§ EXERCISE REQUIREMENTS:
Exactly the lines from the one containing "filename crates/web/src/features/attempts/routes.rs" to the last line of the records, inclusive, are to be transcribed; include no others.

§ THE INPUT:
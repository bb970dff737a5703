use serde::{Deserialize, Serialize};
use utoipa::ToSchema;
use validator::Validate;

use crate::models::Team;

/// Request payload for registering a new team
#[derive(Debug, Clone, Serialize, Deserialize, Validate, ToSchema)]
pub struct CreateTeamRequest {
    #[validate(length(
        min = 1,
        max = 100,
        message = "Name must be between 1 and 100 characters"
    ))]
    pub name: String,
}

/// Request payload for renaming a team
#[derive(Debug, Clone, Serialize, Deserialize, Validate, ToSchema)]
pub struct UpdateTeamRequest {
    #[validate(length(
        min = 1,
        max = 100,
        message = "Name must be between 1 and 100 characters"
    ))]
    pub name: String,
}

/// Response containing team details
#[derive(Debug, Clone, Serialize, Deserialize, ToSchema)]
pub struct TeamResponse {
    pub team_id: i64,
    pub name: String,
    pub created_at: chrono::NaiveDateTime,
}

impl From<Team> for TeamResponse {
    fn from(team: Team) -> Self {
        Self {
            team_id: team.team_id,
            name: team.name,
            created_at: team.created_at,
        }
    }
}
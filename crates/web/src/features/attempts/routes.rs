use axum::{
    Router, middleware,
    routing::{get, post},
};
use storage::Database;

use super::handlers::{attempt_status, register_attempt};
use crate::middleware::auth::{ApiKeys, require_auth};

/// Judge-facing routes: attempt registration and pair status.
pub fn routes(api_keys: ApiKeys) -> Router<Database> {
    Router::new()
        .route("/", post(register_attempt))
        .route("/status", get(attempt_status))
        .route_layer(middleware::from_fn_with_state(api_keys, require_auth))
}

§ TASK ANSWER:
filename crates/web/src/features/attempts/routes.rs
use axum::{
    Router, middleware,
    routing::{get, post},
};
use storage::Database;

use super::handlers::{attempt_status, register_attempt};
use crate::middleware::auth::{ApiKeys, require_auth};

/// Judge-facing routes: attempt registration and pair status.
pub fn routes(api_keys: ApiKeys) -> Router<Database> {
    Router::new()
        .route("/", post(register_attempt))
        .route("/status", get(attempt_status))
        .route_layer(middleware::from_fn_with_state(api_keys, require_auth))
}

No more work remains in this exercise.